Washington, Feb 12 (UNI) Diets with high amounts of whole grains may help achieve significant weight loss, and also reduce the risk of chronic diseases such as diabetes and cardiovascular disease, study shows.
''Consumption of whole grains has been associated with a lower body weight and lower blood pressure,'' said co-author Penny Kris-Etherton, professor of nutritional sciences at Penn State in University Park, which conducted the reserach along with the College of Medicine.
''We thought that incorporating whole grains into a heart-healthy weight loss diet may provide the same benefits to people at risk from chronic diseases,'' Science Daily quoted him as saying.
The researchers recruited 50 obese adults, 25 male and 25 female, between ages 20 to 65 and known to have metabolic syndrome, a cluster of symptoms that increase the risk of developing cardiovascular disease and diabetes.
They were randomly assigned to either a group that received instructions to have all of their grain servings from whole grains or all of their grain servings from refined grains.

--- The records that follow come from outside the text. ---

//! Control API handlers
//!
//! Read-only views of the scanner plus its documented operations.

use axum::{
    extract::{Path, Query, State},
    http::StatusCode,
    Json,
};
use market_data::Instrument;
use std::sync::Arc;
use tracing::{info, warn};
use uuid::Uuid;

use crate::bots::SimulatedBot;
use crate::brain::DSizeResult;
use crate::config::ScannerConfig;
use crate::types::{OpportunityRecord, ScanOutcome, ScannerError, ScannerStatus};
use crate::AppState;

fn error_response(e: ScannerError) -> (StatusCode, String) {
    let status = match &e {
        ScannerError::InvalidConfig(_) => StatusCode::UNPROCESSABLE_ENTITY,
        ScannerError::NoOpportunity(_) | ScannerError::BotNotFound(_) => StatusCode::NOT_FOUND,
        ScannerError::BotAlreadyStopped(_) => StatusCode::CONFLICT,
        ScannerError::MarketData(_) => StatusCode::SERVICE_UNAVAILABLE,
    };
    warn!("Request failed: {}", e);
    (status, e.to_string())
}

fn parse_instrument(raw: &str) -> Result<Instrument, (StatusCode, String)> {
    Instrument::parse(raw).map_err(|e| (StatusCode::BAD_REQUEST, e.to_string()))
}

/// GET /scanner - Scanner status
pub async fn get_status(State(state): State<Arc<AppState>>) -> Json<ScannerStatus> {
    Json(state.scanner.status().await)
}

/// POST /scanner/enable
pub async fn enable(State(state): State<Arc<AppState>>) -> Json<ScannerStatus> {
    state.scanner.enable();
    Json(state.scanner.status().await)
}

/// POST /scanner/disable
pub async fn disable(State(state): State<Arc<AppState>>) -> Json<ScannerStatus> {
    state.scanner.disable().await;
    Json(state.scanner.status().await)
}

/// POST /scanner/scan - Manual scan; skipped if one is already running
pub async fn scan_now(State(state): State<Arc<AppState>>) -> Json<ScanOutcome> {
    info!("Manual scan requested");
    Json(state.scanner.scan_now().await)
}

/// GET /scanner/config
pub async fn get_config(State(state): State<Arc<AppState>>) -> Json<ScannerConfig> {
    Json(state.scanner.config().await)
}

/// PUT /scanner/config
pub async fn update_config(
    State(state): State<Arc<AppState>>,
    Json(config): Json<ScannerConfig>,
) -> Result<Json<ScannerConfig>, (StatusCode, String)> {
    state
        .scanner
        .update_config(config)
        .await
        .map(Json)
        .map_err(error_response)
}

/// GET /opportunities - Current list, best first
pub async fn list_opportunities(
    State(state): State<Arc<AppState>>,
) -> Json<Vec<OpportunityRecord>> {
    Json(state.scanner.opportunities().await.as_ref().clone())
}

#[derive(Debug, serde::Deserialize)]
pub struct LaunchRequest {
    pub instrument: String,
}

/// POST /opportunities/launch - Launch a bot on a listed opportunity
pub async fn launch_bot(
    State(state): State<Arc<AppState>>,
    Json(req): Json<LaunchRequest>,
) -> Result<Json<SimulatedBot>, (StatusCode, String)> {
    let instrument = parse_instrument(&req.instrument)?;
    state
        .scanner
        .launch_bot_for(instrument)
        .await
        .map(Json)
        .map_err(error_response)
}

/// GET /bots
pub async fn list_bots(State(state): State<Arc<AppState>>) -> Json<ListBotsResponse> {
    let bots = state.scanner.bots().await;
    let running = bots.iter().filter(|b| b.is_running()).count();
    Json(ListBotsResponse { bots, running })
}

/// POST /bots/:id/stop
pub async fn stop_bot(
    State(state): State<Arc<AppState>>,
    Path(id): Path<Uuid>,
) -> Result<Json<SimulatedBot>, (StatusCode, String)> {
    state
        .scanner
        .stop_bot(id)
        .await
        .map(Json)
        .map_err(error_response)
}

#[derive(Debug, serde::Deserialize)]
pub struct DsizeQuery {
    pub symbol: String,
}

/// GET /dsize?symbol=EUR/USD - Fresh D-Size breakdown for one instrument
pub async fn get_dsize(
    State(state): State<Arc<AppState>>,
    Query(query): Query<DsizeQuery>,
) -> Result<Json<DSizeResult>, (StatusCode, String)> {
    let instrument = parse_instrument(&query.symbol)?;
    Ok(Json(state.scanner.evaluate(instrument).await))
}

#[derive(Debug, serde::Serialize)]
pub struct ListBotsResponse {
    pub bots: Vec<SimulatedBot>,
    pub running: usize,
}
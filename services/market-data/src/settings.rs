//! Service settings
//!
//! Layered as: built-in defaults, then an optional `market-data.toml` in the
//! working directory, then `MARKET_DATA_*` environment variables.

use config::{Config, ConfigError, Environment, File, Source};
use serde::Deserialize;
use std::time::Duration;

#[derive(Debug, Clone, Deserialize)]
pub struct Settings {
    pub port: u16,
    pub log_level: String,
    /// Upper bound on a single provider call
    pub provider_timeout_ms: u64,
    pub quote_ttl_secs: u64,
    pub alpha_vantage_key: Option<String>,
    pub exchange_rate_url: Option<String>,
    pub cftc_url: Option<String>,
    /// Skip the COT source entirely and serve placeholder positioning
    pub cot_enabled: bool,
    pub redis_url: Option<String>,
    /// Fixes placeholder output, handy for demos
    pub seed: Option<u64>,
}

/// `MARKET_DATA_PORT`, `MARKET_DATA_REDIS_URL`, ...
fn environment() -> Environment {
    Environment::with_prefix("MARKET_DATA")
        .prefix_separator("_")
        .separator("__")
}

impl Settings {
    pub fn load() -> Result<Self, ConfigError> {
        Self::load_from(File::with_name("market-data").required(false), environment())
    }

    fn load_from<F>(file: F, env: Environment) -> Result<Self, ConfigError>
    where
        F: Source + Send + Sync + 'static,
    {
        Config::builder()
            .set_default("port", 8080)?
            .set_default("log_level", "info")?
            .set_default("provider_timeout_ms", 5_000)?
            .set_default("quote_ttl_secs", 30)?
            .set_default("cot_enabled", true)?
            .add_source(file)
            .add_source(env)
            .build()?
            .try_deserialize()
    }

    pub fn provider_timeout(&self) -> Duration {
        Duration::from_millis(self.provider_timeout_ms)
    }
}

#[cfg(test)]
mod tests {
    use super::*;
    use config::FileFormat;

    fn env(vars: &[(&str, &str)]) -> Environment {
        environment().source(Some(
            vars.iter()
                .map(|(k, v)| (k.to_string(), v.to_string()))
                .collect(),
        ))
    }

    #[test]
    fn test_defaults() {
        let settings = Settings::load_from(File::from_str("", FileFormat::Toml), env(&[])).unwrap();

        assert_eq!(settings.port, 8080);
        assert_eq!(settings.provider_timeout(), Duration::from_secs(5));
        assert_eq!(settings.quote_ttl_secs, 30);
        assert!(settings.cot_enabled);
        assert!(settings.alpha_vantage_key.is_none());
        assert!(settings.seed.is_none());
    }

    #[test]
    fn test_file_then_env() {
        let toml = "port = 9000\nseed = 9\ncot_enabled = false\n";
        let settings = Settings::load_from(
            File::from_str(toml, FileFormat::Toml),
            env(&[
                ("MARKET_DATA_PORT", "9100"),
                ("MARKET_DATA_REDIS_URL", "redis://127.0.0.1:6379"),
            ]),
        )
        .unwrap();

        assert_eq!(settings.port, 9100);
        assert_eq!(settings.seed, Some(9));
        assert!(!settings.cot_enabled);
        assert_eq!(settings.redis_url.as_deref(), Some("redis://127.0.0.1:6379"));
    }
}
//! Synthetic economic calendar
//!
//! There is no free calendar feed, so the dashboard shows a generated week
//! built from the recurring releases that move FX markets.

use chrono::{Datelike, Duration, NaiveDate, TimeZone, Utc};
use rand::rngs::StdRng;
use rand::{Rng, SeedableRng};
use std::sync::Mutex;

use crate::types::{CalendarEvent, Impact};

struct Template {
    currency: &'static str,
    title: &'static str,
    impact: Impact,
    /// 0 = Monday
    weekday: u32,
    hour: u32,
    minute: u32,
    /// Typical value and spread for forecast/previous
    typical: f64,
    spread: f64,
    unit: &'static str,
}

const TEMPLATES: &[Template] = &[
    Template { currency: "EUR", title: "Flash Manufacturing PMI", impact: Impact::Medium, weekday: 0, hour: 8, minute: 0, typical: 47.5, spread: 2.0, unit: "" },
    Template { currency: "EUR", title: "Current Account", impact: Impact::Low, weekday: 0, hour: 9, minute: 0, typical: 30.0, spread: 10.0, unit: "B" },
    Template { currency: "JPY", title: "BoJ Policy Rate", impact: Impact::High, weekday: 1, hour: 3, minute: 0, typical: 0.25, spread: 0.0, unit: "%" },
    Template { currency: "EUR", title: "German ZEW Economic Sentiment", impact: Impact::Medium, weekday: 1, hour: 9, minute: 0, typical: 10.0, spread: 8.0, unit: "" },
    Template { currency: "USD", title: "Retail Sales m/m", impact: Impact::Medium, weekday: 1, hour: 12, minute: 30, typical: 0.3, spread: 0.4, unit: "%" },
    Template { currency: "GBP", title: "CPI y/y", impact: Impact::High, weekday: 2, hour: 6, minute: 0, typical: 2.5, spread: 0.6, unit: "%" },
    Template { currency: "USD", title: "CPI m/m", impact: Impact::High, weekday: 2, hour: 12, minute: 30, typical: 0.2, spread: 0.2, unit: "%" },
    Template { currency: "USD", title: "Crude Oil Inventories", impact: Impact::Low, weekday: 2, hour: 14, minute: 30, typical: -1.0, spread: 3.0, unit: "M" },
    Template { currency: "USD", title: "FOMC Statement", impact: Impact::High, weekday: 2, hour: 18, minute: 0, typical: 4.5, spread: 0.0, unit: "%" },
    Template { currency: "NZD", title: "GDP q/q", impact: Impact::Medium, weekday: 2, hour: 21, minute: 45, typical: 0.4, spread: 0.5, unit: "%" },
    Template { currency: "AUD", title: "Employment Change", impact: Impact::High, weekday: 3, hour: 0, minute: 30, typical: 25.0, spread: 20.0, unit: "K" },
    Template { currency: "CHF", title: "SNB Policy Rate", impact: Impact::Medium, weekday: 3, hour: 7, minute: 30, typical: 1.0, spread: 0.0, unit: "%" },
    Template { currency: "GBP", title: "BoE Official Bank Rate", impact: Impact::High, weekday: 3, hour: 11, minute: 0, typical: 5.0, spread: 0.0, unit: "%" },
    Template { currency: "EUR", title: "ECB Main Refinancing Rate", impact: Impact::High, weekday: 3, hour: 12, minute: 15, typical: 4.0, spread: 0.0, unit: "%" },
    Template { currency: "USD", title: "Unemployment Claims", impact: Impact::Medium, weekday: 3, hour: 12, minute: 30, typical: 220.0, spread: 15.0, unit: "K" },
    Template { currency: "USD", title: "Non-Farm Employment Change", impact: Impact::High, weekday: 4, hour: 12, minute: 30, typical: 180.0, spread: 60.0, unit: "K" },
    Template { currency: "CAD", title: "Employment Change", impact: Impact::High, weekday: 4, hour: 12, minute: 30, typical: 20.0, spread: 25.0, unit: "K" },
    Template { currency: "USD", title: "Prelim UoM Consumer Sentiment", impact: Impact::Low, weekday: 4, hour: 14, minute: 0, typical: 70.0, spread: 5.0, unit: "" },
];

/// Filter applied to a generated week
#[derive(Debug, Clone, Default)]
pub struct CalendarFilter {
    pub currency: Option<String>,
    pub min_impact: Option<Impact>,
}

impl CalendarFilter {
    fn accepts(&self, event: &CalendarEvent) -> bool {
        let currency_ok = self
            .currency
            .as_ref()
            .map(|c| c.eq_ignore_ascii_case(&event.currency))
            .unwrap_or(true);
        let impact_ok = self.min_impact.map(|m| event.impact >= m).unwrap_or(true);
        currency_ok && impact_ok
    }
}

pub struct CalendarGenerator {
    rng: Mutex<StdRng>,
}

impl CalendarGenerator {
    pub fn new() -> Self {
        Self {
            rng: Mutex::new(StdRng::from_entropy()),
        }
    }

    pub fn seeded(seed: u64) -> Self {
        Self {
            rng: Mutex::new(StdRng::seed_from_u64(seed)),
        }
    }

    /// Events for the Monday-Friday week containing `day`, in time order
    pub fn week(&self, day: NaiveDate, filter: &CalendarFilter) -> Vec<CalendarEvent> {
        let monday = day - Duration::days(day.weekday().num_days_from_monday() as i64);
        let mut rng = match self.rng.lock() {
            Ok(guard) => guard,
            Err(poisoned) => poisoned.into_inner(),
        };

        let mut events: Vec<CalendarEvent> = TEMPLATES
            .iter()
            .filter_map(|t| {
                let date = monday + Duration::days(t.weekday as i64);
                let naive = date.and_hms_opt(t.hour, t.minute, 0)?;
                let previous = t.typical + rng.gen_range(-1.0..=1.0) * t.spread;
                let forecast = previous + rng.gen_range(-0.5..=0.5) * t.spread;

                Some(CalendarEvent {
                    time: Utc.from_utc_datetime(&naive),
                    currency: t.currency.to_string(),
                    impact: t.impact,
                    title: t.title.to_string(),
                    forecast: Some(format_value(forecast, t.unit)),
                    previous: Some(format_value(previous, t.unit)),
                })
            })
            .filter(|e| filter.accepts(e))
            .collect();

        events.sort_by_key(|e| e.time);
        events
    }

    pub fn this_week(&self, filter: &CalendarFilter) -> Vec<CalendarEvent> {
        self.week(Utc::now().date_naive(), filter)
    }
}

impl Default for CalendarGenerator {
    fn default() -> Self {
        Self::new()
    }
}

fn format_value(value: f64, unit: &str) -> String {
    if value.abs() >= 10.0 {
        format!("{:.1}{}", value, unit)
    } else {
        format!("{:.2}{}", value, unit)
    }
}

''We asked participants in the whole grain group to focus on foods that had whole grains as the first ingredient,'' said lead author Heather Katcher, a Penn State PhD recipient and currently a dietetic intern at Tulane University.
Over the 12-week study period, all participants received the same dietary advice on weight loss, and encouragement to participate in moderate physical activity. They were also asked to consume five daily servings of fruits and vegetables, three servings of low-fat dairy products, and two servings of lean meat, fish or poultry.
Results from the study, which was published in the American Journal of Clinical Nutrition, showed that waist circumference and body weight decreased significantly in both groups, between 8-11 pounds on average, but weight loss in the abdominal region was significantly greater in the whole grain group.
According to Dr Katcher, the whole grain group experienced a 38 per cent decrease in C-reactive protein levels in their blood. A high level of this inflammatory marker is thought to place patients at a higher risk for diabetes, hypertension and cardiovascular disease, he said.
Participants in the whole grain group also showed an increased intake of fiber and magnesium, both of which may prevent or delay the potential onset of diabetes, the study said.
Researchers said the study is timely as it addresses the wide choice of whole grains in the market.
''There are a lot of foods around that claim they contain whole grain but are not really major sources of whole grain,'' informed Prof Kris-Etherton.
She recommended whole grain foods where at least 51 per cent of the grain came from whole grain. These include oatmeal, whole grain cereal, brown rice, whole-wheat pasta and snacks such as granola bars, popcorn and whole-wheat crackers.
''This is the first clinical study to prove that a diet rich in whole grains can lead to weight loss and reduce the risk of several chronic diseases,'' she added.